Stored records
※

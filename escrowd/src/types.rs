use uuid::Uuid;

// Type aliases for IDs
pub type UserId = Uuid;
pub type TransactionId = Uuid;
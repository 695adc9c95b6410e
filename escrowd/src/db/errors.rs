use crate::types::{TransactionId, UserId};
use thiserror::Error;

pub type Result<T> = std::result::Result<T, DbError>;

/// Errors surfaced by the database handlers. Reservation-time failures are
/// user-visible and abort the attempt without partial writes; everything the
/// escrow protocol needs to report lives here.
#[derive(Debug, Error)]
pub enum DbError {
    #[error("Reservation amount must be a positive number of credits, got {amount}")]
    InvalidAmount { amount: i64 },

    #[error("User {user_id} not found")]
    UserNotFound { user_id: UserId },

    #[error("Insufficient credits: required {required}, available {available}")]
    InsufficientCredits { required: i64, available: i64 },

    #[error("A pending reservation already exists for {item_type} {item_id}")]
    DuplicateReservation { item_id: String, item_type: String },

    #[error("Transaction {transaction_id} not found")]
    TransactionNotFound { transaction_id: TransactionId },

    #[error("Check constraint violation: {constraint}")]
    CheckViolation { constraint: String },

    #[error("Unique constraint violation: {constraint}")]
    UniqueViolation { constraint: String },

    #[error("Database error: {0}")]
    Connection(sqlx::Error),
}

impl From<sqlx::Error> for DbError {
    fn from(err: sqlx::Error) -> Self {
        if let sqlx::Error::Database(ref db_err) = err {
            let constraint = db_err.constraint().unwrap_or("unknown").to_string();
            match db_err.code().as_deref() {
                // check_violation
                Some("23514") => return DbError::CheckViolation { constraint },
                // unique_violation
                Some("23505") => return DbError::UniqueViolation { constraint },
                _ => {}
            }
        }
        DbError::Connection(err)
    }
}
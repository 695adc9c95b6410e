use crate::{
    db::{
        errors::{DbError, Result},
        models::users::{User, UserCreateDBRequest},
    },
    types::UserId,
};
use sqlx::PgConnection;

/// Read side of the user ledger plus account creation. Balance mutations are
/// the escrow handlers' job; nothing here writes credits or pending_credits
/// after the initial grant.
pub struct Users<'c> {
    db: &'c mut PgConnection,
}

impl<'c> Users<'c> {
    pub fn new(db: &'c mut PgConnection) -> Self {
        Self { db }
    }

    pub async fn create(&mut self, request: &UserCreateDBRequest) -> Result<User> {
        if request.initial_credits < 0 {
            return Err(DbError::InvalidAmount {
                amount: request.initial_credits,
            });
        }

        let user = sqlx::query_as::<_, User>(
            "INSERT INTO users (email, credits)
             VALUES ($1, $2)
             RETURNING id, email, credits, pending_credits, credits_spent, created_at, updated_at",
        )
        .bind(&request.email)
        .bind(request.initial_credits)
        .fetch_one(&mut *self.db)
        .await?;

        Ok(user)
    }

    pub async fn get_by_id(&mut self, user_id: UserId) -> Result<Option<User>> {
        let user = sqlx::query_as::<_, User>(
            "SELECT id, email, credits, pending_credits, credits_spent, created_at, updated_at
             FROM users
             WHERE id = $1",
        )
        .bind(user_id)
        .fetch_optional(&mut *self.db)
        .await?;

        Ok(user)
    }
}

#[cfg(test)]
mod tests {
    use super::*;
    use sqlx::PgPool;
    use uuid::Uuid;

    #[sqlx::test]
    #[test_log::test]
    async fn test_create_user_with_initial_grant(pool: PgPool) {
        let mut conn = pool.acquire().await.expect("Failed to acquire connection");
        let mut users = Users::new(&mut conn);

        let user = users
            .create(&UserCreateDBRequest {
                email: "reader@example.com".to_string(),
                initial_credits: 25,
            })
            .await
            .expect("Failed to create user");

        assert_eq!(user.email, "reader@example.com");
        assert_eq!(user.credits, 25);
        assert_eq!(user.pending_credits, 0);
        assert_eq!(user.credits_spent, 0);
    }

    #[sqlx::test]
    #[test_log::test]
    async fn test_create_user_rejects_negative_grant(pool: PgPool) {
        let mut conn = pool.acquire().await.expect("Failed to acquire connection");
        let mut users = Users::new(&mut conn);

        let result = users
            .create(&UserCreateDBRequest {
                email: "broke@example.com".to_string(),
                initial_credits: -1,
            })
            .await;

        assert!(matches!(result, Err(DbError::InvalidAmount { amount: -1 })));
    }

    #[sqlx::test]
    #[test_log::test]
    async fn test_create_user_duplicate_email(pool: PgPool) {
        let mut conn = pool.acquire().await.expect("Failed to acquire connection");
        let mut users = Users::new(&mut conn);

        let request = UserCreateDBRequest {
            email: "dup@example.com".to_string(),
            initial_credits: 0,
        };
        users.create(&request).await.expect("First create should succeed");

        let result = users.create(&request).await;
        assert!(matches!(result, Err(DbError::UniqueViolation { .. })));
    }

    #[sqlx::test]
    #[test_log::test]
    async fn test_get_by_id(pool: PgPool) {
        let mut conn = pool.acquire().await.expect("Failed to acquire connection");
        let mut users = Users::new(&mut conn);

        let created = users
            .create(&UserCreateDBRequest {
                email: "lookup@example.com".to_string(),
                initial_credits: 5,
            })
            .await
            .expect("Failed to create user");

        let fetched = users
            .get_by_id(created.id)
            .await
            .expect("Lookup should not error")
            .expect("User should exist");
        assert_eq!(fetched.id, created.id);
        assert_eq!(fetched.credits, 5);

        assert!(users
            .get_by_id(Uuid::new_v4())
            .await
            .expect("Lookup should not error")
            .is_none());
    }
}
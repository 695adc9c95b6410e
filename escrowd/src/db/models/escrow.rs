use crate::types::{TransactionId, UserId};
use chrono::{DateTime, Utc};
use serde::{Deserialize, Serialize};
use utoipa::ToSchema;

/// Reservation lifecycle state, stored as TEXT. `Pending` is the only
/// non-terminal state; a row never transitions out of `Spent` or `Refunded`.
#[derive(Debug, Clone, Copy, Serialize, Deserialize, sqlx::Type, PartialEq, Eq, ToSchema)]
#[sqlx(type_name = "text", rename_all = "lowercase")]
#[serde(rename_all = "lowercase")]
pub enum TransactionStatus {
    Pending,
    Spent,
    Refunded,
}

/// The kind of generated resource a reservation pays for.
#[derive(Debug, Clone, Copy, Serialize, Deserialize, sqlx::Type, PartialEq, Eq, ToSchema)]
#[sqlx(type_name = "text", rename_all = "kebab-case")]
#[serde(rename_all = "kebab-case")]
pub enum ItemType {
    BookContent,
    BookCover,
    PieceContent,
}

impl ItemType {
    pub fn as_str(&self) -> &'static str {
        match self {
            ItemType::BookContent => "book-content",
            ItemType::BookCover => "book-cover",
            ItemType::PieceContent => "piece-content",
        }
    }
}

/// One reservation lifecycle instance from the append-only transaction log.
#[derive(Debug, Clone, Serialize, Deserialize, sqlx::FromRow)]
pub struct CreditTransaction {
    pub id: TransactionId,
    pub user_id: UserId,
    pub amount: i64,
    pub status: TransactionStatus,
    pub reason: String,
    pub item_id: String,
    pub item_type: ItemType,
    pub refund_reason: Option<String>,
    pub created_at: DateTime<Utc>,
    pub updated_at: DateTime<Utc>,
    pub expires_at: DateTime<Utc>,
}

/// Database request for creating a new reservation
#[derive(Debug, Clone)]
pub struct ReservationCreateDBRequest {
    pub user_id: UserId,
    pub amount: i64,
    pub reason: String,
    pub item_id: String,
    pub item_type: ItemType,
}
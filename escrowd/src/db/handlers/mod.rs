pub mod escrow;
pub mod users;

pub use escrow::Escrow;
pub use users::Users;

※

_TASK ITEM_
Scan the entries above for the word "serde", then copy every line in which it occurs.

_OUTPUT OF THE EXERCISE_
use serde::{Deserialize, Serialize};
#[serde(rename_all = "lowercase")]
#[serde(rename_all = "kebab-case")]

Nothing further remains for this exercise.